3D Gaussian Splatting (3DGS) has shown great potential for efficient reconstruction and high-fidelity real-time rendering of complex scenes on consumer hardware. However, due to its rasterization-based formulation, 3DGS is constrained to ideal pinhole cameras and lacks support for secondary lighting effects. Recent methods address these limitations by tracing volumetric particles instead, however, this comes at the cost of significantly slower rendering speeds. In this work, we propose 3D Gaussian Unscented Transform (3DGUT), replacing the EWA splatting formulation in 3DGS with the Unscented Transform that approximates the particles through sigma points, which can be projected exactly under any nonlinear projection function. This modification enables trivial support of distorted cameras with time dependent effects such as rolling shutter, while retaining the efficiency of rasterization. Additionally, we align our rendering formulation with that of tracing-based methods, enabling secondary ray tracing required to represent phenomena such as reflections and refraction within the same 3D representation.

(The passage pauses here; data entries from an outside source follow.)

//! SQLite-backed audit store.

use std::collections::BTreeMap;

use rusqlite::{params, Row};
use talos_db::DbPool;
use talos_integrity::decode_cursor;
use talos_types::{Envelope, Outcome};

use crate::error::StoreError;
use crate::port::{
    denial_reason, AuditStats, AuditStore, EventPage, ListQuery, StatsRange, VolumeBucket,
    BUCKET_SECS,
};

const EVENT_COLUMNS: &str = "event_id, schema_version, timestamp, cursor, event_type, outcome,
    session_id, correlation_id, agent_id, peer_id, tool, method, resource,
    metadata_json, metrics_json, hashes_json, integrity_json, integrity_hash";

/// Audit store over the `events` table created by `talos-db` migrations.
#[derive(Clone)]
pub struct SqliteAuditStore {
    pool: DbPool,
}

impl SqliteAuditStore {
    /// Wraps a pool whose schema is already migrated.
    pub fn new(pool: DbPool) -> Self {
        Self { pool }
    }
}

/// Column values as stored, before JSON columns are decoded.
struct StoredRow {
    event_id: String,
    schema_version: String,
    timestamp: f64,
    cursor: String,
    event_type: String,
    outcome: String,
    session_id: Option<String>,
    correlation_id: Option<String>,
    agent_id: Option<String>,
    peer_id: Option<String>,
    tool: Option<String>,
    method: Option<String>,
    resource: Option<String>,
    metadata_json: String,
    metrics_json: String,
    hashes_json: String,
    integrity_json: String,
    integrity_hash: String,
}

impl StoredRow {
    fn from_row(row: &Row<'_>) -> rusqlite::Result<Self> {
        Ok(Self {
            event_id: row.get(0)?,
            schema_version: row.get(1)?,
            timestamp: row.get(2)?,
            cursor: row.get(3)?,
            event_type: row.get(4)?,
            outcome: row.get(5)?,
            session_id: row.get(6)?,
            correlation_id: row.get(7)?,
            agent_id: row.get(8)?,
            peer_id: row.get(9)?,
            tool: row.get(10)?,
            method: row.get(11)?,
            resource: row.get(12)?,
            metadata_json: row.get(13)?,
            metrics_json: row.get(14)?,
            hashes_json: row.get(15)?,
            integrity_json: row.get(16)?,
            integrity_hash: row.get(17)?,
        })
    }

    fn into_envelope(self) -> Result<Envelope, StoreError> {
        let outcome: Outcome = self.outcome.parse().map_err(|e| StoreError::Corrupt {
            event_id: self.event_id.clone(),
            reason: format!("{e}"),
        })?;

        Ok(Envelope {
            outcome,
            metadata: serde_json::from_str(&self.metadata_json)?,
            metrics: serde_json::from_str(&self.metrics_json)?,
            hashes: serde_json::from_str(&self.hashes_json)?,
            integrity: serde_json::from_str(&self.integrity_json)?,
            event_id: self.event_id,
            schema_version: self.schema_version,
            timestamp: self.timestamp,
            cursor: self.cursor,
            event_type: self.event_type,
            session_id: self.session_id,
            correlation_id: self.correlation_id,
            agent_id: self.agent_id,
            peer_id: self.peer_id,
            tool: self.tool,
            method: self.method,
            resource: self.resource,
            integrity_hash: self.integrity_hash,
        })
    }
}

impl AuditStore for SqliteAuditStore {
    fn append(&self, envelope: &Envelope) -> Result<(), StoreError> {
        let conn = self.pool.get()?;
        let inserted = conn.execute(
            "INSERT INTO events (
                event_id, schema_version, timestamp, cursor, event_type, outcome,
                session_id, correlation_id, agent_id, peer_id, tool, method, resource,
                denial_reason, metadata_json, metrics_json, hashes_json, integrity_json,
                integrity_hash
             ) VALUES (?1, ?2, ?3, ?4, ?5, ?6, ?7, ?8, ?9, ?10, ?11, ?12, ?13, ?14, ?15, ?16, ?17, ?18, ?19)
             ON CONFLICT(event_id) DO NOTHING",
            params![
                envelope.event_id,
                envelope.schema_version,
                envelope.timestamp,
                envelope.cursor,
                envelope.event_type,
                envelope.outcome.as_str(),
                envelope.session_id,
                envelope.correlation_id,
                envelope.agent_id,
                envelope.peer_id,
                envelope.tool,
                envelope.method,
                envelope.resource,
                denial_reason(envelope),
                serde_json::to_string(&envelope.metadata)?,
                serde_json::to_string(&envelope.metrics)?,
                serde_json::to_string(&envelope.hashes)?,
                serde_json::to_string(&envelope.integrity)?,
                envelope.integrity_hash,
            ],
        )?;

        if inserted == 0 {
            tracing::debug!(event_id = %envelope.event_id, "event already stored");
        }
        Ok(())
    }

    fn list(&self, query: &ListQuery) -> Result<EventPage, StoreError> {
        let mut clauses: Vec<String> = Vec::new();
        let mut param_values: Vec<Box<dyn rusqlite::types::ToSql>> = Vec::new();
        let mut idx = 1u32;

        if let Some(cursor) = &query.before {
            let parts = decode_cursor(cursor)?;
            let ts = parts.timestamp_secs()?;
            clauses.push(format!(
                "(timestamp < ?{idx} OR (timestamp = ?{idx} AND event_id < ?{}))",
                idx + 1
            ));
            param_values.push(Box::new(ts));
            param_values.push(Box::new(parts.event_id));
            idx += 2;
        }

        if let Some(session_id) = &query.filter.session_id {
            clauses.push(format!("session_id = ?{idx}"));
            param_values.push(Box::new(session_id.clone()));
            idx += 1;
        }

        if let Some(correlation_id) = &query.filter.correlation_id {
            clauses.push(format!("correlation_id = ?{idx}"));
            param_values.push(Box::new(correlation_id.clone()));
            idx += 1;
        }

        if let Some(outcome) = query.filter.outcome {
            clauses.push(format!("outcome = ?{idx}"));
            param_values.push(Box::new(outcome.as_str()));
            idx += 1;
        }

        let where_clause = if clauses.is_empty() {
            String::new()
        } else {
            format!("WHERE {}", clauses.join(" AND "))
        };
        let sql = format!(
            "SELECT {EVENT_COLUMNS}
             FROM events
             {where_clause}
             ORDER BY timestamp DESC, event_id DESC
             LIMIT ?{idx}"
        );
        param_values.push(Box::new(i64::try_from(query.limit).unwrap_or(i64::MAX)));

        let params_refs: Vec<&dyn rusqlite::types::ToSql> =
            param_values.iter().map(|p| &**p).collect();

        let conn = self.pool.get()?;
        let mut stmt = conn.prepare(&sql)?;
        let rows = stmt.query_map(params_refs.as_slice(), StoredRow::from_row)?;

        let mut events = Vec::new();
        for row in rows {
            events.push(row?.into_envelope()?);
        }

        Ok(EventPage::from_newest_first(events, query.limit))
    }

    fn stats(&self, range: StatsRange) -> Result<AuditStats, StoreError> {
        let conn = self.pool.get()?;

        let (requests, ok): (i64, i64) = conn.query_row(
            "SELECT COUNT(*), COALESCE(SUM(CASE WHEN outcome = 'OK' THEN 1 ELSE 0 END), 0)
             FROM events WHERE timestamp BETWEEN ?1 AND ?2",
            params![range.start, range.end],
            |row| Ok((row.get(0)?, row.get(1)?)),
        )?;

        let mut stmt = conn.prepare(
            "SELECT denial_reason, COUNT(*) FROM events
             WHERE outcome = 'DENY' AND denial_reason IS NOT NULL
               AND timestamp BETWEEN ?1 AND ?2
             GROUP BY denial_reason",
        )?;
        let reasons = stmt.query_map(params![range.start, range.end], |row| {
            Ok((row.get::<_, String>(0)?, row.get::<_, i64>(1)?))
        })?;
        let mut denial_reason_counts = BTreeMap::new();
        for row in reasons {
            let (reason, count) = row?;
            denial_reason_counts.insert(reason, count.unsigned_abs());
        }

        let mut stmt = conn.prepare(
            "SELECT (CAST(timestamp AS INTEGER) / ?3) * ?3 AS bucket,
                    SUM(CASE WHEN outcome = 'OK' THEN 1 ELSE 0 END),
                    SUM(CASE WHEN outcome = 'DENY' THEN 1 ELSE 0 END),
                    SUM(CASE WHEN outcome = 'ERROR' THEN 1 ELSE 0 END)
             FROM events
             WHERE timestamp BETWEEN ?1 AND ?2
             GROUP BY bucket
             ORDER BY bucket ASC",
        )?;
        let buckets = stmt.query_map(params![range.start, range.end, BUCKET_SECS], |row| {
            Ok(VolumeBucket {
                time: row.get(0)?,
                ok: row.get::<_, i64>(1)?.unsigned_abs(),
                deny: row.get::<_, i64>(2)?.unsigned_abs(),
                error: row.get::<_, i64>(3)?.unsigned_abs(),
            })
        })?;
        let mut series = Vec::new();
        for bucket in buckets {
            series.push(bucket?);
        }

        Ok(AuditStats::from_parts(
            requests.unsigned_abs(),
            ok.unsigned_abs(),
            denial_reason_counts,
            series,
        ))
    }
}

Qualitative comparison of our novel-view synthesis results against 3DGS on the MipNERF360 dataset. 3DGUT achieve comparable perceptual quality.
The unscented transform enables our method to support complex camera models, such as fisheye cameras, without requiring a true ray-tracing formulation. We compare our approach against FisheyeGS, demonstrating through both quantitative and qualitative evaluations that 3DGUT significantly outperforms FisheyeGS across all perceptual metrics. Notably, 3DGUT achieves this with fewer than half the particles (0.38M vs. 1.07M). While FisheyeGS relies on deriving a Jacobian specific to this particular fisheye camera model—restricting its generalizability even to closely related models (e.g., fisheye cameras with distortions)—our simple yet robust formulation delivers superior performance and can be effortlessly adapted to any camera model.
Apart from the modeling of distorted cameras, 3DGUT can also faithfully incorporate the camera motion into the projection formulation, hence offering support for time-dependent camera effects such as rolling-shutter, which are commonly encountered in the fields of autonomous driving and robotics. Although optical distortion can be addressed with image rectification[1], incorporating time-dependency of the projection function in the linearization framework is highly non-trivial.
[1] Image rectification is generally effective only for low-FoV cameras and results in information loss.
Our method enables the simulation of reflections and refractions—effects traditionally achievable only through ray tracing—using a hybrid rendering scheme. Specifically, we begin by computing all primary ray intersections with the scene. These primary rays are then rendered using our splatting method by discarding Gaussian hits that fall behind a ray's closest intersection. Finally, we compute secondary rays and trace them using 3DGRT. This capability is made possible by our method's ability to generate a 3D representation fully consistent with 3DGRT.
Real-world AV and robotics applications often need to account for distorted intrinsic camera models and time-dependent effects like rolling shutter distortions caused by high sensor speeds. 3DGUT (sorted) can faithfully handle these effects naturally and reaches comparable performance to ray tracing-based reconstruction methods. Below, we show qualitative results on the Waymo dataset against 3DGRT.
While Monte Carlo sampling is expensive to compute, it provides accurate reference distributions for assessing the quality of both EWA () and our UT-based projection () methods. This assessment can be quantified using the Kullback-Leibler (KL) divergence between both 2D distributions, where lower KL values indicate the projected Gaussians better approximate the reference projections. In the figure below, we evaluate the KL divergence for a fixed reconstruction. Specifically, for each visible Gaussian, we compare the projections obtained using either method under different camera and pose configurations against MC-based references (using 500 samples per reference). The resulting KL divergence distributions are visualized in the histograms at the bottom.